GRANGEVILLE – A proposal for a multi-use biking and pedestrian path west of town will not receive official support from the City of Grangeville.
Despite this, path proponents continue to move forward on the project that – if all comes to pass – could see completion within two years.
At its Aug. 5 meeting, the council continued its discussion on the proposal, sponsored by the Grangeville Highway District, that would develop a 1.8-mile asphalt-paved loop, from Grangeville High School, along Fish Hatchery Road and east along U.S. Highway 95. The project’s estimated cost is $500,000. On whether the city would write a support letter for the project, which the district could use in its grant funding applications, no motions were proposed as council consensus was not in favor.
“I’m not opposed to a bike path. I’m opposed to that location,” said councilor Beryl Grant, with councilor Pete Lane adding, “A proposed route that goes farther out is a little bit more suitable.”

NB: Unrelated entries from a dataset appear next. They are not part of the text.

//! Foundation for Chatpose: pointer input, gesture classification, swipe
//! channels and per-row interaction state for a chat message list.

pub mod config;
pub mod error;
pub mod gesture_constants;
pub mod gestures;
pub mod input;
pub mod message;
pub mod reactions;
pub mod swipe;

// Re-export commonly used items
pub use config::{DateRevealConfig, GestureConfig, ReplyConfig, SwipeConfig};
pub use error::{ensure_non_negative, ensure_positive, ConfigError};
pub use gestures::{
    ClassificationEvent, GestureClassifier, GestureIntent, GestureSession, SwipeKind,
};
pub use input::{PointerEventKind, PointerId, PointerSample};
pub use message::{MessageAlignment, MessageId, MessageInfo};
pub use reactions::{
    RawReaction, RawReactionCode, ReactionKind, ResolvedReaction, ResolvedReactions, Sender,
};
pub use swipe::{
    BindOutcome, DateRevealChannel, MessageRow, ReplyChannel, RowArena, RowSlot, SwipeChannel,
    SwipeEffect, SwipeEffects,
};

pub mod prelude {
    pub use crate::config::*;
    pub use crate::error::ConfigError;
    pub use crate::gesture_constants::*;
    pub use crate::gestures::*;
    pub use crate::input::*;
    pub use crate::message::*;
    pub use crate::reactions::{ReactionKind, ResolvedReactions, Sender};
    pub use crate::swipe::*;
}
impl ConversationSurface {
    pub fn new(config: InteractionConfig, viewport: Size) -> Result<Self, ConfigError> {
        config.validate()?;
        Ok(Self {
            classifier: GestureClassifier::new(config.gesture),
            rows: RowArena::new(config.swipe()),
            reactions: IndexMap::new(),
            press: None,
            overlay: OverlayPresentationController::new(
                config.presentation,
                config.placement,
                OverlayEnvironment::new(viewport, SafeZone::NONE),
            ),
            config,
        })
    }

    pub fn config(&self) -> &InteractionConfig {
        &self.config
    }

    pub fn rows(&self) -> &RowArena {
        &self.rows
    }

    pub fn row(&self, slot: RowSlot) -> Option<&MessageRow> {
        self.rows.get(slot)
    }

    pub fn overlay(&self) -> &OverlayPresentationController {
        &self.overlay
    }

    /// Session of the press in progress, if any.
    pub fn session(&self) -> Option<&GestureSession> {
        self.press.as_ref().map(|press| &press.session)
    }

    /// Nothing pressed and nothing animating.
    pub fn is_idle(&self) -> bool {
        self.press.is_none() && !self.rows.is_animating() && !self.overlay.is_animating()
    }

    /// Binds `slot` to a message. A slot that changes message identity
    /// starts from rest, and a press on it is dropped.
    pub fn bind_row(
        &mut self,
        slot: RowSlot,
        info: MessageInfo,
        bounds: Rect,
        bubble_width: f32,
    ) -> BindOutcome {
        let outcome = self.rows.bind(slot, info, bounds, bubble_width);
        if let BindOutcome::Recycled { previous } = outcome {
            if self.press.as_ref().is_some_and(|press| press.slot == slot) {
                log::debug!("press on {previous} dropped by recycling");
                self.press = None;
            }
            self.release_reactions(previous);
        }
        outcome
    }

    /// Unbinds `slot`. The departing message's reactions go with it unless
    /// another slot still shows that message.
    pub fn unbind_row(&mut self, slot: RowSlot) -> Option<MessageRow> {
        if self.press.as_ref().is_some_and(|press| press.slot == slot) {
            self.cancel_press();
        }
        let row = self.rows.unbind(slot)?;
        self.release_reactions(row.message_id());
        Some(row)
    }

    /// Reactions for `message_id`, held while a row shows that message.
    pub fn set_reactions(&mut self, message_id: MessageId, reactions: ResolvedReactions) {
        self.reactions.insert(message_id, reactions);
    }

    pub fn reactions(&self, message_id: MessageId) -> Option<&ResolvedReactions> {
        self.reactions.get(&message_id)
    }

    pub fn remove_reactions(&mut self, message_id: MessageId) -> Option<ResolvedReactions> {
        self.reactions.shift_remove(&message_id)
    }

    pub fn clear_reactions(&mut self) {
        self.reactions.clear();
    }

    /// Number of messages with reactions held.
    pub fn reaction_count(&self) -> usize {
        self.reactions.len()
    }

    pub fn on_pointer_event(&mut self, sample: &PointerSample) -> SurfaceEffects {
        match sample.kind {
            PointerEventKind::Down => self.on_down(sample),
            PointerEventKind::Move => self.on_move(sample),
            PointerEventKind::Up | PointerEventKind::Cancel => self.on_end(sample),
        }
    }

    /// Frame tick: long-press timeout, channel settles and overlay tracks.
    pub fn advance_frame(&mut self, frame_time_nanos: u64) -> SurfaceEffects {
        let mut effects = self.check_long_press(frame_time_nanos);
        effects.extend(collect(self.rows.advance(frame_time_nanos)));
        effects.extend(collect(self.overlay.advance(frame_time_nanos)));
        effects
    }

    /// Drops the press in progress as if it had been cancelled.
    pub fn abandon_session(&mut self) -> SurfaceEffects {
        self.cancel_press()
    }

    /// Opens the overlay for `slot` without a long press.
    pub fn activate(&mut self, slot: RowSlot) -> SurfaceEffects {
        let mut effects = self.cancel_press();
        effects.extend(self.open_overlay(slot));
        effects
    }

    pub fn select_action(&mut self, action: OverlayAction) -> SurfaceEffects {
        collect(self.overlay.select_action(action))
    }

    /// Empty when there was nothing to dismiss, so the host can fall back to
    /// its own back handling.
    pub fn on_back_navigation(&mut self) -> SurfaceEffects {
        collect(self.overlay.dismiss(DismissReason::BackNavigation))
    }

    pub fn request_overlay_visible(&mut self, visible: bool) -> SurfaceEffects {
        collect(self.overlay.request_visible(visible))
    }

    pub fn on_safe_zone_changed(&mut self, safe_zone: SafeZone) -> SurfaceEffects {
        collect(self.overlay.set_safe_zone(safe_zone))
    }

    pub fn on_viewport_changed(&mut self, viewport: Size) -> SurfaceEffects {
        collect(self.overlay.set_viewport(viewport))
    }

    pub fn on_overlay_measured(&mut self, size: Size) -> SurfaceEffects {
        collect(self.overlay.on_overlay_measured(size))
    }

    pub fn on_anchor_moved(&mut self, anchor: Rect) -> SurfaceEffects {
        collect(self.overlay.on_anchor_moved(anchor))
    }

    fn on_down(&mut self, sample: &PointerSample) -> SurfaceEffects {
        let mut effects = self.cancel_press();
        if self.overlay.is_mounted() {
            sample.consume();
            if self.overlay.requested_visible() && !self.overlay.hit_test(sample.position) {
                effects.extend(collect(self.overlay.dismiss(DismissReason::OutsideTap)));
            }
            return effects;
        }

        let Some(slot) = self.rows.hit_test(sample.position) else {
            log::trace!("pointer down at {:?} missed every row", sample.position);
            return effects;
        };
        if let Some(row) = self.rows.get(slot) {
            self.press = Some(ActivePress {
                slot,
                session: GestureSession::new(sample.id, *row.info(), sample.position),
                down_nanos: sample.uptime_nanos,
                state: PressState::Tracking,
            });
        }
        effects
    }

    fn on_move(&mut self, sample: &PointerSample) -> SurfaceEffects {
        let mut effects = SurfaceEffects::new();
        let Some(press) = self.press.as_mut() else {
            log::trace!("move without an active press ignored");
            return effects;
        };
        if press.session.pointer_id() != sample.id {
            return effects;
        }
        if press.state == PressState::LongPressed {
            sample.consume();
            return effects;
        }

        let delta = press.session.delta_to(sample.position);
        if let Some(event) = self.classifier.on_sample_update(&mut press.session, delta) {
            if event.consumes_input() {
                sample.consume();
            }
            if let Some(row) = self.rows.get_mut(press.slot) {
                effects.extend(collect(row.apply(event)));
            }
        }
        if press.session.is_undetermined() {
            effects.extend(self.check_long_press(sample.uptime_nanos));
        }
        effects
    }

    fn on_end(&mut self, sample: &PointerSample) -> SurfaceEffects {
        let mut effects = SurfaceEffects::new();
        if !self
            .press
            .as_ref()
            .is_some_and(|press| press.session.pointer_id() == sample.id)
        {
            log::trace!("{:?} without an active press ignored", sample.kind);
            return effects;
        }
        let Some(press) = self.press.take() else {
            return effects;
        };
        if press.state == PressState::LongPressed {
            sample.consume();
            return effects;
        }

        let event = match sample.kind {
            PointerEventKind::Cancel => self.classifier.on_cancel(&press.session),
            _ => self.classifier.on_release(&press.session),
        };
        if let Some(event) = event {
            sample.consume();
            if let Some(row) = self.rows.get_mut(press.slot) {
                effects.extend(collect(row.apply(event)));
            }
        }
        effects
    }

    fn check_long_press(&mut self, now_nanos: u64) -> SurfaceEffects {
        let Some(press) = self.press.as_mut() else {
            return SurfaceEffects::new();
        };
        if press.state != PressState::Tracking || !press.session.is_undetermined() {
            return SurfaceEffects::new();
        }
        let held = Duration::from_nanos(now_nanos.saturating_sub(press.down_nanos));
        if held < self.config.gesture.long_press_timeout {
            return SurfaceEffects::new();
        }
        press.state = PressState::LongPressed;
        let slot = press.slot;
        log::debug!(
            "long press on {} after {:?}",
            press.session.message().id,
            held
        );
        self.open_overlay(slot)
    }

    fn open_overlay(&mut self, slot: RowSlot) -> SurfaceEffects {
        let mut effects = SurfaceEffects::new();
        let Some(row) = self.rows.get(slot) else {
            log::debug!("activation of unbound slot {slot:?} ignored");
            return effects;
        };
        let message = *row.info();
        let anchor = row.bubble_bounds();
        if self.overlay.is_presenting(message.id) {
            log::trace!("{} is already presented", message.id);
            return effects;
        }
        let reactions = self
            .reactions
            .get(&message.id)
            .cloned()
            .unwrap_or_default();
        effects.push(SurfaceEffect::ActivationRequested {
            message_id: message.id,
            anchor,
        });
        let activation = OverlayActivation::new(message, anchor).with_reactions(reactions);
        effects.extend(collect(self.overlay.activate(activation)));
        effects
    }

    fn release_reactions(&mut self, message_id: MessageId) {
        if self.rows.slot_of(message_id).is_none()
            && self.reactions.shift_remove(&message_id).is_some()
        {
            log::trace!("reactions for {message_id} released");
        }
    }

    /// Implicit cancel: the channel the press was driving settles to rest.
    fn cancel_press(&mut self) -> SurfaceEffects {
        let mut effects = SurfaceEffects::new();
        let Some(press) = self.press.take() else {
            return effects;
        };
        if let Some(event) = self.classifier.on_cancel(&press.session) {
            log::debug!(
                "implicitly cancelling {:?} on {}",
                event,
                press.session.message().id
            );
            if let Some(row) = self.rows.get_mut(press.slot) {
                if row.message_id() == press.session.message().id {
                    effects.extend(collect(row.apply(event)));
                }
            }
        }
        effects
    }
}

Council comments were minimal, mostly regarding the district needed a better plan for the path, and that if other locations were not considered due to not having rights-of-way, “then maybe they need to get their ducks in a row and figure it out,” Grant said.
Project lead for the highway district, Daryl Mullinix, is taking the decision in stride, saying the project continues to go forward.
“The city elected not to support it, but they’re not opposed to it either,” he said.
“We have a lot of strong support on this,” Mullinix said. Already, 140-plus residents have signed a petition in favor of the project. Representatives from both Mt. View School District 244 and the Syringa Hospital Board have expressed the path as a positive project for their respective programs, and those involved in tourism support having a safe bike connection into town.
At this point, the district’s grant application will go in this September, according to Mullinix, with announcement on whether it is chosen no earlier than January. If funded, HM&H Engineers are tentative to begin the engineering and design work, with project construction forecasted in 2021.
“I think we’ve got a pretty good chance for a bike path,” Mullinix said, “and we’re keeping it going forward.”